Glacier Media asked the Ministry of Health if death doulas would be considered under B.C.'s Medical Services Plan, and was told it's not being considered as it's not “medically necessary.”

In a written statement, a ministry spokesperson said "MSP covers the cost of medically necessary insured doctor services.”

"However, we offer many supportive and compassionate end-of-life services that focus on comfort, quality of life, respect for personal health-care treatment decisions, support for the family and the psychological, cultural and spiritual concerns of dying people and their families.”

Adding, these services include care coordination and consultation, pain and symptom management, community nursing services, community rehabilitation services, home support, respite for caregivers and hospice care. 

"Advanced-care planning is also a crucial component of end-of-life planning and care,” reads the statement. "Advanced-care planning gives capable adults the opportunity to record and communicate their wishes and preferences regarding future care.”

Hendrickson is quick to point out the health-care system provides significant support and resources, but that it's taxed.

“So what happens is, there isn’t time to deal with the emotional and holistic elements that both patient and their family needs,” she says, noting that's when a death doula can come in and help mediate conversations.


Each doula experience is different, say Hendrickson and Franchi.

Most death doulas cost $50 to $100 an hour per person and stay with the family or group of people for about two months to seven months.

“It really depends on how much presence and how much is needed and how many people,” says Hendrickson. “Often, we get contracted with the person at the centre and then their members around them.”

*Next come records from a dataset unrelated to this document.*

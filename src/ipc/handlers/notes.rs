use crate::ipc::error::HandlerErr;
use crate::ipc::helpers::{caller, get_required_str, reply};
use crate::ipc::types::{AppState, Request};
use crate::notes::{Note, NoteStore};
use serde_json::json;

fn store(state: &AppState) -> Result<&NoteStore, HandlerErr> {
    state
        .notes
        .as_ref()
        .ok_or_else(|| HandlerErr::new("no_workspace", "select a workspace first"))
}

fn note_json(id: &str, note: &Note) -> serde_json::Value {
    json!({
        "id": id,
        "title": note.title,
        "content": note.content,
        "userId": note.user_id,
        "timestamp": note.timestamp,
    })
}

fn handle_notes_list(state: &mut AppState, req: &Request) -> Result<serde_json::Value, HandlerErr> {
    let who = caller(state, req)?;
    let notes = store(state)?.list(&who.user_id)?;
    let rows: Vec<_> = notes.iter().map(|(id, n)| note_json(id, n)).collect();
    Ok(json!({ "notes": rows }))
}

fn handle_notes_create(state: &mut AppState, req: &Request) -> Result<serde_json::Value, HandlerErr> {
    let who = caller(state, req)?;
    let title = get_required_str(req, "title")?;
    let content = get_required_str(req, "content")?;
    let (id, note) = store(state)?.create(&who.user_id, title, content)?;
    Ok(note_json(&id, &note))
}

fn handle_notes_update(state: &mut AppState, req: &Request) -> Result<serde_json::Value, HandlerErr> {
    let who = caller(state, req)?;
    let id = get_required_str(req, "id")?;
    let title = get_required_str(req, "title")?;
    let content = get_required_str(req, "content")?;
    let note = store(state)?.update(&who.user_id, id, title, content)?;
    Ok(note_json(id, &note))
}

fn handle_notes_delete(state: &mut AppState, req: &Request) -> Result<serde_json::Value, HandlerErr> {
    let who = caller(state, req)?;
    let id = get_required_str(req, "id")?;
    store(state)?.delete(&who.user_id, id)?;
    Ok(json!({ "ok": true }))
}

pub fn try_handle(state: &mut AppState, req: &Request) -> Option<serde_json::Value> {
    let result = match req.method.as_str() {
        "notes.list" => handle_notes_list(state, req),
        "notes.create" => handle_notes_create(state, req),
        "notes.update" => handle_notes_update(state, req),
        "notes.delete" => handle_notes_delete(state, req),
        _ => return None,
    };
    Some(reply(req, result))
}
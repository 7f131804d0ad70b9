//! Identity provider boundary.
//!
//! Login credentials, roles and sessions live outside the school store. The
//! daemon only talks to them through [`IdentityProvider`]; the bundled
//! [`LocalDirectory`] keeps them in a separate SQLite file in the workspace,
//! so store writes and identity writes are never in the same transaction.

use chrono::{Duration, SecondsFormat, Utc};
use rusqlite::{Connection, ErrorCode, OptionalExtension};
use serde::{Deserialize, Serialize};
use sha2::{Digest, Sha256};
use std::path::Path;
use uuid::Uuid;

pub const DIRECTORY_FILE: &str = "identity.sqlite3";

#[derive(Debug, Clone, Copy, PartialEq, Eq, Hash, Serialize, Deserialize)]
#[serde(rename_all = "lowercase")]
pub enum Role {
    Admin,
    Teacher,
    Student,
    Parent,
}

impl Role {
    pub const ALL: [Role; 4] = [Role::Admin, Role::Teacher, Role::Student, Role::Parent];

    pub fn as_str(self) -> &'static str {
        match self {
            Role::Admin => "admin",
            Role::Teacher => "teacher",
            Role::Student => "student",
            Role::Parent => "parent",
        }
    }

    pub fn parse(s: &str) -> Option<Self> {
        Self::ALL.into_iter().find(|r| r.as_str() == s)
    }
}

/// Who is making the current request. `role` is `None` when the provider
/// knows the user but carries no recognised role for them.
#[derive(Debug, Clone, PartialEq, Eq)]
pub struct Identity {
    pub user_id: String,
    pub role: Option<Role>,
}

impl Identity {
    pub fn is(&self, role: Role) -> bool {
        self.role == Some(role)
    }
}

#[derive(Debug, Clone)]
pub struct Session {
    pub token: String,
    pub user_id: String,
    pub role: Option<Role>,
    pub expires_at: String,
}

/// A user as stored by the provider. Credential fields are opaque to callers
/// and only travel back into [`IdentityProvider::restore_user`].
#[derive(Debug, Clone)]
pub struct UserRecord {
    pub id: String,
    pub username: String,
    pub first_name: String,
    pub last_name: String,
    pub role: Option<Role>,
    password_hash: String,
    salt: String,
}

#[derive(Debug, Clone)]
pub struct NewUser {
    pub username: String,
    pub password: String,
    pub first_name: String,
    pub last_name: String,
    pub role: Role,
}

#[derive(Debug, Clone)]
pub struct UserPatch {
    pub username: String,
    /// `None` keeps the current password.
    pub password: Option<String>,
    pub first_name: String,
    pub last_name: String,
}

#[derive(Debug, thiserror::Error)]
pub enum IdentityError {
    #[error("username already taken")]
    UsernameTaken,
    #[error("user not found")]
    NotFound,
    #[error("invalid credentials")]
    InvalidCredentials,
    #[error("identity store: {0}")]
    Store(#[from] rusqlite::Error),
}

pub trait IdentityProvider: Send {
    fn resolve_session(&self, token: &str) -> Result<Option<Identity>, IdentityError>;
    fn sign_in(
        &self,
        username: &str,
        password: &str,
        ttl: Duration,
    ) -> Result<Session, IdentityError>;
    fn sign_out(&self, token: &str) -> Result<(), IdentityError>;
    fn role_exists(&self, role: Role) -> Result<bool, IdentityError>;

    fn get_user(&self, id: &str) -> Result<Option<UserRecord>, IdentityError>;
    fn create_user(&self, user: &NewUser) -> Result<String, IdentityError>;
    fn update_user(&self, id: &str, patch: &UserPatch) -> Result<(), IdentityError>;
    /// Writes a previously captured record back verbatim (compensation path).
    fn restore_user(&self, record: &UserRecord) -> Result<(), IdentityError>;
    fn delete_user(&self, id: &str) -> Result<(), IdentityError>;
}

pub struct LocalDirectory {
    conn: Connection,
}

impl LocalDirectory {
    pub fn open(workspace: &Path) -> anyhow::Result<Self> {
        std::fs::create_dir_all(workspace)?;
        let conn = Connection::open(workspace.join(DIRECTORY_FILE))?;
        conn.busy_timeout(std::time::Duration::from_secs(5))?;
        conn.execute("PRAGMA foreign_keys = ON", [])?;
        conn.execute(
            "CREATE TABLE IF NOT EXISTS users(
                id TEXT PRIMARY KEY,
                username TEXT NOT NULL UNIQUE,
                first_name TEXT NOT NULL,
                last_name TEXT NOT NULL,
                role TEXT,
                password_hash TEXT NOT NULL,
                salt TEXT NOT NULL
            )",
            [],
        )?;
        conn.execute(
            "CREATE TABLE IF NOT EXISTS sessions(
                token TEXT PRIMARY KEY,
                user_id TEXT NOT NULL,
                expires_at TEXT NOT NULL,
                FOREIGN KEY(user_id) REFERENCES users(id)
            )",
            [],
        )?;
        conn.execute(
            "CREATE INDEX IF NOT EXISTS idx_sessions_user ON sessions(user_id)",
            [],
        )?;
        Ok(Self { conn })
    }
}

fn now_stamp() -> String {
    Utc::now().to_rfc3339_opts(SecondsFormat::Millis, true)
}

fn hash_password(salt: &str, password: &str) -> String {
    let mut hasher = Sha256::new();
    hasher.update(salt.as_bytes());
    hasher.update(b":");
    hasher.update(password.as_bytes());
    hasher
        .finalize()
        .iter()
        .map(|b| format!("{:02x}", b))
        .collect()
}

fn map_unique(e: rusqlite::Error) -> IdentityError {
    match &e {
        rusqlite::Error::SqliteFailure(f, _) if f.code == ErrorCode::ConstraintViolation => {
            IdentityError::UsernameTaken
        }
        _ => IdentityError::Store(e),
    }
}

impl IdentityProvider for LocalDirectory {
    fn resolve_session(&self, token: &str) -> Result<Option<Identity>, IdentityError> {
        let row: Option<(String, Option<String>)> = self
            .conn
            .query_row(
                "SELECT u.id, u.role
                 FROM sessions s
                 JOIN users u ON u.id = s.user_id
                 WHERE s.token = ? AND s.expires_at > ?",
                (token, now_stamp()),
                |r| Ok((r.get(0)?, r.get(1)?)),
            )
            .optional()?;
        Ok(row.map(|(user_id, role)| Identity {
            user_id,
            role: role.as_deref().and_then(Role::parse),
        }))
    }

    fn sign_in(
        &self,
        username: &str,
        password: &str,
        ttl: Duration,
    ) -> Result<Session, IdentityError> {
        let row: Option<(String, Option<String>, String, String)> = self
            .conn
            .query_row(
                "SELECT id, role, password_hash, salt FROM users WHERE username = ?",
                [username],
                |r| Ok((r.get(0)?, r.get(1)?, r.get(2)?, r.get(3)?)),
            )
            .optional()?;
        let Some((user_id, role, stored_hash, salt)) = row else {
            return Err(IdentityError::InvalidCredentials);
        };
        if hash_password(&salt, password) != stored_hash {
            return Err(IdentityError::InvalidCredentials);
        }

        // Drop this user's stale sessions while we are here.
        self.conn.execute(
            "DELETE FROM sessions WHERE user_id = ? AND expires_at <= ?",
            (&user_id, now_stamp()),
        )?;

        let token = Uuid::new_v4().to_string();
        let expires_at = (Utc::now() + ttl).to_rfc3339_opts(SecondsFormat::Millis, true);
        self.conn.execute(
            "INSERT INTO sessions(token, user_id, expires_at) VALUES(?, ?, ?)",
            (&token, &user_id, &expires_at),
        )?;
        Ok(Session {
            token,
            user_id,
            role: role.as_deref().and_then(Role::parse),
            expires_at,
        })
    }

    fn sign_out(&self, token: &str) -> Result<(), IdentityError> {
        self.conn
            .execute("DELETE FROM sessions WHERE token = ?", [token])?;
        Ok(())
    }

    fn role_exists(&self, role: Role) -> Result<bool, IdentityError> {
        let found: Option<i64> = self
            .conn
            .query_row(
                "SELECT 1 FROM users WHERE role = ? LIMIT 1",
                [role.as_str()],
                |r| r.get(0),
            )
            .optional()?;
        Ok(found.is_some())
    }

    fn get_user(&self, id: &str) -> Result<Option<UserRecord>, IdentityError> {
        let rec = self
            .conn
            .query_row(
                "SELECT id, username, first_name, last_name, role, password_hash, salt
                 FROM users WHERE id = ?",
                [id],
                |r| {
                    let role: Option<String> = r.get(4)?;
                    Ok(UserRecord {
                        id: r.get(0)?,
                        username: r.get(1)?,
                        first_name: r.get(2)?,
                        last_name: r.get(3)?,
                        role: role.as_deref().and_then(Role::parse),
                        password_hash: r.get(5)?,
                        salt: r.get(6)?,
                    })
                },
            )
            .optional()?;
        Ok(rec)
    }

    fn create_user(&self, user: &NewUser) -> Result<String, IdentityError> {
        let id = format!("user_{}", Uuid::new_v4().simple());
        let salt = Uuid::new_v4().to_string();
        let hash = hash_password(&salt, &user.password);
        self.conn
            .execute(
                "INSERT INTO users(id, username, first_name, last_name, role, password_hash, salt)
                 VALUES(?, ?, ?, ?, ?, ?, ?)",
                (
                    &id,
                    &user.username,
                    &user.first_name,
                    &user.last_name,
                    user.role.as_str(),
                    &hash,
                    &salt,
                ),
            )
            .map_err(map_unique)?;
        Ok(id)
    }

    fn update_user(&self, id: &str, patch: &UserPatch) -> Result<(), IdentityError> {
        let changed = match &patch.password {
            Some(password) => {
                let salt = Uuid::new_v4().to_string();
                let hash = hash_password(&salt, password);
                self.conn
                    .execute(
                        "UPDATE users
                         SET username = ?, first_name = ?, last_name = ?, password_hash = ?, salt = ?
                         WHERE id = ?",
                        (
                            &patch.username,
                            &patch.first_name,
                            &patch.last_name,
                            &hash,
                            &salt,
                            id,
                        ),
                    )
                    .map_err(map_unique)?
            }
            None => self
                .conn
                .execute(
                    "UPDATE users SET username = ?, first_name = ?, last_name = ? WHERE id = ?",
                    (&patch.username, &patch.first_name, &patch.last_name, id),
                )
                .map_err(map_unique)?,
        };
        if changed == 0 {
            return Err(IdentityError::NotFound);
        }
        Ok(())
    }

    fn restore_user(&self, record: &UserRecord) -> Result<(), IdentityError> {
        self.conn.execute(
            "INSERT INTO users(id, username, first_name, last_name, role, password_hash, salt)
             VALUES(?, ?, ?, ?, ?, ?, ?)
             ON CONFLICT(id) DO UPDATE SET
               username = excluded.username,
               first_name = excluded.first_name,
               last_name = excluded.last_name,
               role = excluded.role,
               password_hash = excluded.password_hash,
               salt = excluded.salt",
            (
                &record.id,
                &record.username,
                &record.first_name,
                &record.last_name,
                record.role.map(Role::as_str),
                &record.password_hash,
                &record.salt,
            ),
        )?;
        Ok(())
    }

    fn delete_user(&self, id: &str) -> Result<(), IdentityError> {
        let tx = self.conn.unchecked_transaction()?;
        tx.execute("DELETE FROM sessions WHERE user_id = ?", [id])?;
        let n = tx.execute("DELETE FROM users WHERE id = ?", [id])?;
        if n == 0 {
            return Err(IdentityError::NotFound);
        }
        tx.commit()?;
        Ok(())
    }
}

#[cfg(test)]
mod tests {
    use super::*;

    fn directory() -> LocalDirectory {
        let ws = std::env::temp_dir().join(format!("schoold-identity-{}", Uuid::new_v4()));
        LocalDirectory::open(&ws).expect("open directory")
    }

    fn new_user(username: &str, role: Role) -> NewUser {
        NewUser {
            username: username.to_string(),
            password: "password123".to_string(),
            first_name: "Ada".to_string(),
            last_name: "Lovelace".to_string(),
            role,
        }
    }

    #[test]
    fn sign_in_resolves_role_from_directory() {
        let dir = directory();
        let id = dir.create_user(&new_user("tina", Role::Teacher)).expect("create");
        let session = dir
            .sign_in("tina", "password123", Duration::minutes(10))
            .expect("sign in");
        let who = dir
            .resolve_session(&session.token)
            .expect("resolve")
            .expect("identity");
        assert_eq!(who.user_id, id);
        assert_eq!(who.role, Some(Role::Teacher));
    }

    #[test]
    fn wrong_password_and_expired_sessions_are_rejected() {
        let dir = directory();
        dir.create_user(&new_user("sam", Role::Student)).expect("create");
        assert!(matches!(
            dir.sign_in("sam", "nope-nope", Duration::minutes(10)),
            Err(IdentityError::InvalidCredentials)
        ));
        let expired = dir
            .sign_in("sam", "password123", Duration::minutes(-1))
            .expect("sign in");
        assert!(dir.resolve_session(&expired.token).expect("resolve").is_none());
    }

    #[test]
    fn duplicate_username_is_reported() {
        let dir = directory();
        dir.create_user(&new_user("dup", Role::Parent)).expect("first");
        assert!(matches!(
            dir.create_user(&new_user("dup", Role::Parent)),
            Err(IdentityError::UsernameTaken)
        ));
    }

    #[test]
    fn restore_undoes_an_update() {
        let dir = directory();
        let id = dir.create_user(&new_user("orig", Role::Teacher)).expect("create");
        let before = dir.get_user(&id).expect("get").expect("user");
        dir.update_user(
            &id,
            &UserPatch {
                username: "renamed".to_string(),
                password: Some("another-pass".to_string()),
                first_name: "B".to_string(),
                last_name: "C".to_string(),
            },
        )
        .expect("update");
        dir.restore_user(&before).expect("restore");
        let after = dir.get_user(&id).expect("get").expect("user");
        assert_eq!(after.username, "orig");
        assert!(dir
            .sign_in("orig", "password123", Duration::minutes(5))
            .is_ok());
    }

    #[test]
    fn delete_removes_sessions() {
        let dir = directory();
        let id = dir.create_user(&new_user("gone", Role::Parent)).expect("create");
        let s = dir
            .sign_in("gone", "password123", Duration::minutes(5))
            .expect("sign in");
        dir.delete_user(&id).expect("delete");
        assert!(dir.resolve_session(&s.token).expect("resolve").is_none());
        assert!(matches!(dir.delete_user(&id), Err(IdentityError::NotFound)));
    }
}
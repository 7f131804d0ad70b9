use std::path::PathBuf;

use rusqlite::Connection;
use serde::Deserialize;

use crate::identity::IdentityProvider;
use crate::notes::NoteStore;

#[derive(Debug, Deserialize, Clone)]
pub struct Request {
    pub id: String,
    pub method: String,
    #[serde(default)]
    pub params: serde_json::Value,
    /// Session token from `auth.signIn`; resolved to an identity per request.
    #[serde(default)]
    pub session: Option<String>,
}

/// Everything opened by `workspace.select`. All three are replaced together.
pub struct AppState {
    pub workspace: Option<PathBuf>,
    pub db: Option<Connection>,
    pub identity: Option<Box<dyn IdentityProvider>>,
    pub notes: Option<NoteStore>,
}

impl AppState {
    pub fn empty() -> Self {
        Self {
            workspace: None,
            db: None,
            identity: None,
            notes: None,
        }
    }
}
const fn write(entity: WriteEntity, role: Role, policy: WritePolicy) -> WriteRule {
    WriteRule {
        entity,
        role,
        policy,
    }
}

/// Entries not listed here are denied. Admins are allowed everywhere.
pub const WRITE_POLICIES: &[WriteRule] = &[
    write(WriteEntity::Lesson, Role::Teacher, WritePolicy::OwnedLesson),
    write(WriteEntity::Exam, Role::Teacher, WritePolicy::OwnedLesson),
    write(WriteEntity::Assignment, Role::Teacher, WritePolicy::OwnedLesson),
    write(WriteEntity::Attendance, Role::Teacher, WritePolicy::OwnedLesson),
    write(WriteEntity::Result, Role::Teacher, WritePolicy::OwnedLesson),
];

pub fn policy_for(entity: WriteEntity, identity: &Identity) -> WritePolicy {
    match identity.role {
        Some(Role::Admin) => WritePolicy::Allow,
        Some(role) => WRITE_POLICIES
            .iter()
            .find(|r| r.entity == entity && r.role == role)
            .map(|r| r.policy)
            .unwrap_or(WritePolicy::Deny),
        None => WritePolicy::Deny,
    }
}

#[derive(Debug, thiserror::Error)]
pub enum GateError {
    #[error("{role} may not write {entity}")]
    Forbidden { role: String, entity: &'static str },
    #[error("lesson {0} is not taught by the caller")]
    NotOwned(i64),
    #[error("teacher does not teach subject {0}")]
    SubjectNotTaught(i64),
    #[error("{entity} {id} not found or not writable")]
    NotFound { entity: &'static str, id: String },
    #[error("class {0} is full")]
    ClassFull(i64),
    #[error("identity provider: {0}")]
    Identity(#[from] IdentityError),
    #[error("store: {0}")]
    Store(rusqlite::Error),
}

impl From<rusqlite::Error> for GateError {
    fn from(e: rusqlite::Error) -> Self {
        match &e {
            rusqlite::Error::SqliteFailure(_, Some(msg)) if msg.contains("class_full") => {
                GateError::ClassFull(0)
            }
            _ => GateError::Store(e),
        }
    }
}

/// Resolves the caller's write policy, rejecting `Deny` up front.
pub fn authorize(entity: WriteEntity, identity: &Identity) -> Result<WritePolicy, GateError> {
    match policy_for(entity, identity) {
        WritePolicy::Deny => Err(GateError::Forbidden {
            role: identity
                .role
                .map(|r| r.as_str().to_string())
                .unwrap_or_else(|| "unknown role".to_string()),
            entity: entity.name(),
        }),
        p => Ok(p),
    }
}

/// `WHERE` body plus binds addressing one row by id, narrowed to the caller's
/// own lessons under [`WritePolicy::OwnedLesson`].
#[derive(Debug, Clone, PartialEq)]
pub struct RowGuard {
    pub sql: String,
    pub binds: Vec<Value>,
}

pub fn row_guard(entity: WriteEntity, id: Value, policy: WritePolicy, identity: &Identity) -> RowGuard {
    match (policy, entity.ownership_sql()) {
        (WritePolicy::OwnedLesson, Some(owned)) => RowGuard {
            sql: format!("id = ? AND {}", owned),
            binds: vec![id, Value::Text(identity.user_id.clone())],
        },
        (WritePolicy::OwnedLesson, None) | (WritePolicy::Deny, _) => RowGuard {
            sql: "0".to_string(),
            binds: Vec::new(),
        },
        (WritePolicy::Allow, _) => RowGuard {
            sql: "id = ?".to_string(),
            binds: vec![id],
        },
    }
}

/// Deletes one row; zero affected rows (missing or not owned) is a failure.
pub fn delete_row(
    conn: &Connection,
    entity: WriteEntity,
    table: &str,
    id: Value,
    policy: WritePolicy,
    identity: &Identity,
) -> Result<(), GateError> {
    let shown = value_label(&id);
    let guard = row_guard(entity, id, policy, identity);
    let n = conn.execute(
        &format!("DELETE FROM {} WHERE {}", table, guard.sql),
        rusqlite::params_from_iter(guard.binds.iter()),
    )?;
    if n == 0 {
        return Err(GateError::NotFound {
            entity: entity.name(),
            id: shown,
        });
    }
    Ok(())
}

/// Runs `UPDATE table SET <assignments> WHERE <guard>`; zero rows is a failure.
#[allow(clippy::too_many_arguments)]
pub fn update_row(
    conn: &Connection,
    entity: WriteEntity,
    table: &str,
    assignments: &str,
    mut values: Vec<Value>,
    id: Value,
    policy: WritePolicy,
    identity: &Identity,
) -> Result<(), GateError> {
    let shown = value_label(&id);
    let guard = row_guard(entity, id, policy, identity);
    values.extend(guard.binds);
    let n = conn.execute(
        &format!("UPDATE {} SET {} WHERE {}", table, assignments, guard.sql),
        rusqlite::params_from_iter(values.iter()),
    )?;
    if n == 0 {
        return Err(GateError::NotFound {
            entity: entity.name(),
            id: shown,
        });
    }
    Ok(())
}

fn value_label(v: &Value) -> String {
    match v {
        Value::Integer(i) => i.to_string(),
        Value::Text(s) => s.clone(),
        other => format!("{:?}", other),
    }
}

pub fn teacher_owns_lesson(conn: &Connection, teacher_id: &str, lesson_id: i64) -> rusqlite::Result<bool> {
    conn.query_row(
        "SELECT EXISTS(SELECT 1 FROM lessons WHERE id = ? AND teacher_id = ?)",
        (lesson_id, teacher_id),
        |r| r.get(0),
    )
}

pub fn teacher_teaches_subject(conn: &Connection, teacher_id: &str, subject_id: i64) -> rusqlite::Result<bool> {
    conn.query_row(
        "SELECT EXISTS(SELECT 1 FROM teacher_subjects WHERE teacher_id = ? AND subject_id = ?)",
        (teacher_id, subject_id),
        |r| r.get(0),
    )
}

/// The lesson an exam or assignment belongs to.
pub fn lesson_of_target(conn: &Connection, target: ResultTarget) -> rusqlite::Result<Option<i64>> {
    let (sql, id) = match target {
        ResultTarget::Exam(id) => ("SELECT lesson_id FROM exams WHERE id = ?", id),
        ResultTarget::Assignment(id) => ("SELECT lesson_id FROM assignments WHERE id = ?", id),
    };
    conn.query_row(sql, [id], |r| r.get(0)).optional()
}

/// Checks the lesson a new or moved row will hang off.
pub fn check_lesson(
    conn: &Connection,
    policy: WritePolicy,
    identity: &Identity,
    lesson_id: i64,
) -> Result<(), GateError> {
    match policy {
        WritePolicy::Allow => Ok(()),
        WritePolicy::OwnedLesson => {
            if teacher_owns_lesson(conn, &identity.user_id, lesson_id)? {
                Ok(())
            } else {
                Err(GateError::NotOwned(lesson_id))
            }
        }
        WritePolicy::Deny => Err(GateError::NotOwned(lesson_id)),
    }
}

/// A teacher may only schedule lessons for themselves in subjects they teach.
pub fn check_lesson_assignment(
    conn: &Connection,
    policy: WritePolicy,
    identity: &Identity,
    teacher_id: &str,
    subject_id: i64,
) -> Result<(), GateError> {
    match policy {
        WritePolicy::Allow => Ok(()),
        WritePolicy::OwnedLesson if teacher_id == identity.user_id => {
            if teacher_teaches_subject(conn, teacher_id, subject_id)? {
                Ok(())
            } else {
                Err(GateError::SubjectNotTaught(subject_id))
            }
        }
        _ => Err(GateError::Forbidden {
            role: identity.role.map(|r| r.as_str()).unwrap_or("unknown role").to_string(),
            entity: WriteEntity::Lesson.name(),
        }),
    }
}

pub fn begin_immediate(conn: &Connection) -> rusqlite::Result<Transaction<'_>> {
    Transaction::new_unchecked(conn, TransactionBehavior::Immediate)
}

/// Column values for a student row, in `STUDENT_COLUMNS` order after `id`.
#[derive(Debug, Clone)]
pub struct StudentRow {
    pub id: String,
    pub username: String,
    pub name: String,
    pub surname: String,
    pub email: Option<String>,
    pub phone: Option<String>,
    pub address: String,
    pub img: Option<String>,
    pub blood_type: String,
    pub sex: &'static str,
    pub birthday: String,
    pub grade_id: i64,
    pub class_id: i64,
    pub parent_id: String,
}

fn class_full_or_missing(conn: &Connection, class_id: i64) -> GateError {
    match conn
        .query_row("SELECT 1 FROM classes WHERE id = ?", [class_id], |_| Ok(()))
        .optional()
    {
        Ok(Some(())) => GateError::ClassFull(class_id),
        Ok(None) => GateError::NotFound {
            entity: "class",
            id: class_id.to_string(),
        },
        Err(e) => GateError::Store(e),
    }
}

fn fix_class(e: GateError, class_id: i64) -> GateError {
    match e {
        GateError::ClassFull(_) => GateError::ClassFull(class_id),
        other => other,
    }
}

/// Inserts a student only while the class has a free seat. The count and the
/// insert are one statement; run it inside [`begin_immediate`].
pub fn enroll_student(conn: &Connection, s: &StudentRow) -> Result<(), GateError> {
    let n = conn
        .execute(
            "INSERT INTO students(id, username, name, surname, email, phone, address, img,
                                  blood_type, sex, birthday, grade_id, class_id, parent_id)
             SELECT ?1, ?2, ?3, ?4, ?5, ?6, ?7, ?8, ?9, ?10, ?11, ?12, ?13, ?14
             WHERE (SELECT COUNT(*) FROM students WHERE class_id = ?13)
                 < (SELECT capacity FROM classes WHERE id = ?13)",
            rusqlite::params![
                s.id,
                s.username,
                s.name,
                s.surname,
                s.email,
                s.phone,
                s.address,
                s.img,
                s.blood_type,
                s.sex,
                s.birthday,
                s.grade_id,
                s.class_id,
                s.parent_id
            ],
        )
        .map_err(|e| fix_class(e.into(), s.class_id))?;
    if n == 0 {
        return Err(class_full_or_missing(conn, s.class_id));
    }
    Ok(())
}

/// Updates a student; moving to another class needs a free seat there.
/// `password` changes are the identity provider's business and not stored.
pub fn update_student(conn: &Connection, s: &StudentRow) -> Result<(), GateError> {
    let n = conn
        .execute(
            "UPDATE students SET username = ?2, name = ?3, surname = ?4, email = ?5, phone = ?6,
                    address = ?7, img = ?8, blood_type = ?9, sex = ?10, birthday = ?11,
                    grade_id = ?12, class_id = ?13, parent_id = ?14
             WHERE id = ?1
               AND (class_id = ?13
                    OR (SELECT COUNT(*) FROM students WHERE class_id = ?13)
                       < (SELECT capacity FROM classes WHERE id = ?13))",
            rusqlite::params![
                s.id,
                s.username,
                s.name,
                s.surname,
                s.email,
                s.phone,
                s.address,
                s.img,
                s.blood_type,
                s.sex,
                s.birthday,
                s.grade_id,
                s.class_id,
                s.parent_id
            ],
        )
        .map_err(|e| fix_class(e.into(), s.class_id))?;
    if n == 0 {
        let exists = conn
            .query_row("SELECT 1 FROM students WHERE id = ?", [&s.id], |_| Ok(()))
            .optional()?;
        return Err(match exists {
            Some(()) => class_full_or_missing(conn, s.class_id),
            None => GateError::NotFound {
                entity: "student",
                id: s.id.clone(),
            },
        });
    }
    Ok(())
}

Death doulas come from a variety of backgrounds, says the pair. The can gain certification through a number of programs, including Douglas College, Institute for Traditional Medicine, Durham College and the Home Hospice Association.  

"Doulas are here to support you to walk the road with you... to get all your papers in order so you’re not scrambling," Franchi says. 

For Steele, she was able to hold her son in her arms as he died at home.

"I am his mom so I am allowed to say it: It was a good death,” she says.